- [WHAT IS BEING ASKED] Take the data below and copy exactly the lines starting at the one with "Ok(token.into_session(now()))" and finishing at the one with "slot.session = Some(session.clone());", both included.
=== DATA EXTRACT ===
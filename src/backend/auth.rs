//! Hosted auth client: password sign-in, sign-up, token refresh, sign-out
//! and user updates against the backend's `/auth/v1` endpoints.
//!
//! ARCHITECTURE
//! ============
//! `HostedAuth` is the concrete [`AuthService`]. It caches the current
//! session behind an async mutex, mirrors it into a [`SessionStore`], and
//! announces every change on its [`AuthEventBus`] so mounted
//! `SessionSync`s follow along.
//!
//! TRADE-OFFS
//! ==========
//! An expired session is refreshed lazily on the next `get_session`. If the
//! backend rejects the refresh token (4xx), the stale session is dropped and
//! `SIGNED_OUT` is emitted. Transport errors and 5xx responses leave the
//! stored session untouched and surface as an `AuthError`.

use std::sync::Arc;

use reqwest::Method;
use serde::{Deserialize, Serialize};
use tokio::sync::{Mutex, MutexGuard};

use super::store::SessionStore;
use super::{BackendClient, BackendError, send, send_json};
use crate::auth::{
    AuthChangeEvent, AuthError, AuthEventBus, AuthService, AuthStateChange, AuthSubscription, Session, User,
};

// =============================================================================
// WIRE TYPES
// =============================================================================

#[derive(Debug, Default, Deserialize)]
struct WireUserMetadata {
    #[serde(default)]
    display_name: Option<String>,
    #[serde(default)]
    full_name: Option<String>,
    #[serde(default)]
    avatar_url: Option<String>,
}

#[derive(Debug, Deserialize)]
struct WireUser {
    id: String,
    #[serde(default)]
    email: Option<String>,
    #[serde(default)]
    user_metadata: WireUserMetadata,
}

impl From<WireUser> for User {
    fn from(wire: WireUser) -> Self {
        let WireUserMetadata { display_name, full_name, avatar_url } = wire.user_metadata;
        Self {
            id: wire.id,
            email: wire.email.unwrap_or_default(),
            display_name: display_name.or(full_name),
            avatar_url,
        }
    }
}

#[derive(Debug, Deserialize)]
struct TokenResponse {
    access_token: String,
    refresh_token: String,
    #[serde(default)]
    expires_in: Option<i64>,
    #[serde(default)]
    expires_at: Option<i64>,
    user: WireUser,
}

impl TokenResponse {
    fn into_session(self, now: i64) -> Session {
        Session {
            access_token: self.access_token,
            refresh_token: self.refresh_token,
            expires_at: self.expires_at.or_else(|| self.expires_in.map(|secs| now + secs)),
            user: self.user.into(),
        }
    }
}

#[derive(Debug, Deserialize)]
#[serde(untagged)]
enum SignUpResponse {
    Session(TokenResponse),
    Pending(WireUser),
}

/// Result of a sign-up request.
#[derive(Debug, Clone, PartialEq, Eq)]
pub enum SignUpOutcome {
    /// The account is active and signed in.
    SignedIn(Session),
    /// The account exists but the email address must be confirmed first.
    ConfirmationRequired(User),
}

/// Fields to change on the signed-in user. Unset fields are left alone.
#[derive(Debug, Clone, Default, PartialEq, Eq)]
pub struct UserAttributes {
    pub email: Option<String>,
    pub password: Option<String>,
    pub display_name: Option<String>,
    pub avatar_url: Option<String>,
}

#[derive(Serialize)]
struct UserAttributesBody<'a> {
    #[serde(skip_serializing_if = "Option::is_none")]
    email: Option<&'a str>,
    #[serde(skip_serializing_if = "Option::is_none")]
    password: Option<&'a str>,
    #[serde(skip_serializing_if = "Option::is_none")]
    data: Option<MetadataBody<'a>>,
}

#[derive(Serialize)]
struct MetadataBody<'a> {
    #[serde(skip_serializing_if = "Option::is_none")]
    display_name: Option<&'a str>,
    #[serde(skip_serializing_if = "Option::is_none")]
    avatar_url: Option<&'a str>,
}

impl UserAttributes {
    #[must_use]
    pub fn is_empty(&self) -> bool {
        self.email.is_none() && self.password.is_none() && self.display_name.is_none() && self.avatar_url.is_none()
    }

    fn body(&self) -> UserAttributesBody<'_> {
        let data = (self.display_name.is_some() || self.avatar_url.is_some()).then(|| MetadataBody {
            display_name: self.display_name.as_deref(),
            avatar_url: self.avatar_url.as_deref(),
        });
        UserAttributesBody { email: self.email.as_deref(), password: self.password.as_deref(), data }
    }
}

fn now() -> i64 {
    time::OffsetDateTime::now_utc().unix_timestamp()
}

// =============================================================================
// CLIENT
// =============================================================================

#[derive(Default)]
struct Slot {
    /// Whether the store has been consulted yet.
    loaded: bool,
    session: Option<Session>,
}

/// [`AuthService`] backed by the hosted auth endpoints.
pub struct HostedAuth {
    client: Arc<BackendClient>,
    store: Arc<dyn SessionStore>,
    slot: Mutex<Slot>,
    events: AuthEventBus,
}

impl HostedAuth {
    #[must_use]
    pub fn new(client: Arc<BackendClient>, store: Arc<dyn SessionStore>) -> Self {
        Self { client, store, slot: Mutex::new(Slot::default()), events: AuthEventBus::new() }
    }

    #[must_use]
    pub fn events(&self) -> &AuthEventBus {
        &self.events
    }

    #[must_use]
    pub fn client(&self) -> &BackendClient {
        &self.client
    }

    /// Sign in with email and password.
    ///
    /// # Errors
    ///
    /// Returns an error if the credentials are rejected or the call fails.
    pub async fn sign_in_with_password(&self, email: &str, password: &str) -> Result<Session, AuthError> {
        let builder = self
            .client
            .request(Method::POST, &self.client.auth_endpoint("token"), None)
            .query(&[("grant_type", "password")])
            .json(&serde_json::json!({ "email": email, "password": password }));
        let token: TokenResponse = send_json(builder).await?;
        let session = token.into_session(now());

        tracing::info!(user_id = %session.user.id, "signed in with password");
        let mut slot = self.load_slot().await;
        self.install(&mut slot, session.clone(), AuthChangeEvent::SignedIn);
        Ok(session)
    }

    /// Register a new account.
    ///
    /// # Errors
    ///
    /// Returns an error if the account cannot be created.
    pub async fn sign_up(
        &self,
        email: &str,
        password: &str,
        display_name: Option<&str>,
    ) -> Result<SignUpOutcome, AuthError> {
        let mut body = serde_json::json!({ "email": email, "password": password });
        if let Some(name) = display_name {
            body["data"] = serde_json::json!({ "display_name": name });
        }
        let builder = self
            .client
            .request(Method::POST, &self.client.auth_endpoint("signup"), None)
            .json(&body);

        match send_json::<SignUpResponse>(builder).await? {
            SignUpResponse::Session(token) => {
                let session = token.into_session(now());
                tracing::info!(user_id = %session.user.id, "signed up and signed in");
                let mut slot = self.load_slot().await;
                self.install(&mut slot, session.clone(), AuthChangeEvent::SignedIn);
                Ok(SignUpOutcome::SignedIn(session))
            }
            SignUpResponse::Pending(user) => {
                let user = User::from(user);
                tracing::info!(user_id = %user.id, "signed up; email confirmation pending");
                Ok(SignUpOutcome::ConfirmationRequired(user))
            }
        }
    }

    /// Exchange the refresh token for a new session.
    ///
    /// # Errors
    ///
    /// Returns an error if there is no session or the refresh is rejected.
    pub async fn refresh_session(&self) -> Result<Session, AuthError> {
        let mut slot = self.load_slot().await;
        let refresh_token = slot
            .session
            .as_ref()
            .map(|s| s.refresh_token.clone())
            .ok_or(BackendError::NoSession)?;
        let session = self.request_refresh(&refresh_token).await?;
        self.install(&mut slot, session.clone(), AuthChangeEvent::TokenRefreshed);
        Ok(session)
    }

    /// Update the signed-in user's email, password or profile metadata.
    ///
    /// # Errors
    ///
    /// Returns an error if nobody is signed in or the update is rejected.
    pub async fn update_user(&self, attributes: &UserAttributes) -> Result<User, AuthError> {
        let mut slot = self.load_slot().await;
        let mut session = slot.session.clone().ok_or(BackendError::NoSession)?;
        if attributes.is_empty() {
            return Ok(session.user);
        }

        let builder = self
            .client
            .request(Method::PUT, &self.client.auth_endpoint("user"), Some(&session.access_token))
            .json(&attributes.body());
        let user = User::from(send_json::<WireUser>(builder).await?);

        tracing::info!(user_id = %user.id, "user updated");
        session.user = user.clone();
        self.install(&mut slot, session, AuthChangeEvent::UserUpdated);
        Ok(user)
    }

    /// Current access token, refreshing first if it has expired.
    ///
    /// # Errors
    ///
    /// Returns an error only if the session lookup itself fails.
    pub async fn access_token(&self) -> Result<Option<String>, AuthError> {
        Ok(self.get_session().await?.map(|s| s.access_token))
    }

    async fn load_slot(&self) -> MutexGuard<'_, Slot> {
        let mut slot = self.slot.lock().await;
        if !slot.loaded {
            slot.loaded = true;
            slot.session = self.store.load().unwrap_or_else(|err| {
                tracing::warn!(error = %err, "stored session unreadable; starting signed out");
                None
            });
        }
        slot
    }

    async fn request_refresh(&self, refresh_token: &str) -> Result<Session, BackendError> {
        let builder = self
            .client
            .request(Method::POST, &self.client.auth_endpoint("token"), None)
            .query(&[("grant_type", "refresh_token")])
            .json(&serde_json::json!({ "refresh_token": refresh_token }));
        let token: TokenResponse = send_json(builder).await?;
        Ok(token.into_session(now()))
    }

    fn install(&self, slot: &mut Slot, session: Session, event: AuthChangeEvent) {
        if let Err(err) = self.store.save(&session) {
            tracing::warn!(error = %err, "failed to persist session");
        }
        slot.session = Some(session.clone());
        self.events.emit(&AuthStateChange::new(event, Some(session)));
    }

    fn clear(&self, slot: &mut Slot) {
        if let Err(err) = self.store.clear() {
            tracing::warn!(error = %err, "failed to clear stored session");
        }
        slot.session = None;
        self.events.emit(&AuthStateChange::new(AuthChangeEvent::SignedOut, None));
    }
}

#[async_trait::async_trait]
impl AuthService for HostedAuth {
    async fn get_session(&self) -> Result<Option<Session>, AuthError> {
        let mut slot = self.load_slot().await;
        let Some(session) = slot.session.clone() else {
            return Ok(None);
        };
        if !session.is_expired() {
            return Ok(Some(session));
        }

        tracing::debug!(user_id = %session.user.id, "session expired; refreshing");
        match self.request_refresh(&session.refresh_token).await {
            Ok(fresh) => {
                self.install(&mut slot, fresh.clone(), AuthChangeEvent::TokenRefreshed);
                Ok(Some(fresh))
            }
            // Only a rejected refresh token ends the session; outages keep it for a later retry.
            Err(err @ BackendError::Response { status: 400..=499, .. }) => {
                tracing::warn!(error = %err, user_id = %session.user.id, "refresh token rejected; signing out locally");
                self.clear(&mut slot);
                Ok(None)
            }
            Err(err) => {
                tracing::warn!(error = %err, user_id = %session.user.id, "session refresh failed; keeping stored session");
                Err(err.into())
            }
        }
    }

    fn on_auth_state_change(&self) -> AuthSubscription {
        self.events.subscribe()
    }

    async fn sign_out(&self) -> Result<(), AuthError> {
        let mut slot = self.load_slot().await;
        if let Some(session) = slot.session.as_ref() {
            let builder = self
                .client
                .request(Method::POST, &self.client.auth_endpoint("logout"), Some(&session.access_token));
            let (status, body) = send(builder).await?;
            // The server no longer knows this session; clearing locally is all that is left.
            let gone = matches!(status, 401 | 403 | 404);
            if !(200..300).contains(&status) && !gone {
                return Err(BackendError::from_response(status, &body).into());
            }
            tracing::info!(user_id = %session.user.id, status, "signed out");
        }
        self.clear(&mut slot);
        Ok(())
    }
}

#[cfg(test)]
#[path = "auth_test.rs"]
mod tests;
===
- [SOLUTION FOR THIS PROBLEM]
        Ok(token.into_session(now()))
    }

    fn install(&self, slot: &mut Slot, session: Session, event: AuthChangeEvent) {
        if let Err(err) = self.store.save(&session) {
            tracing::warn!(error = %err, "failed to persist session");
        }
        slot.session = Some(session.clone());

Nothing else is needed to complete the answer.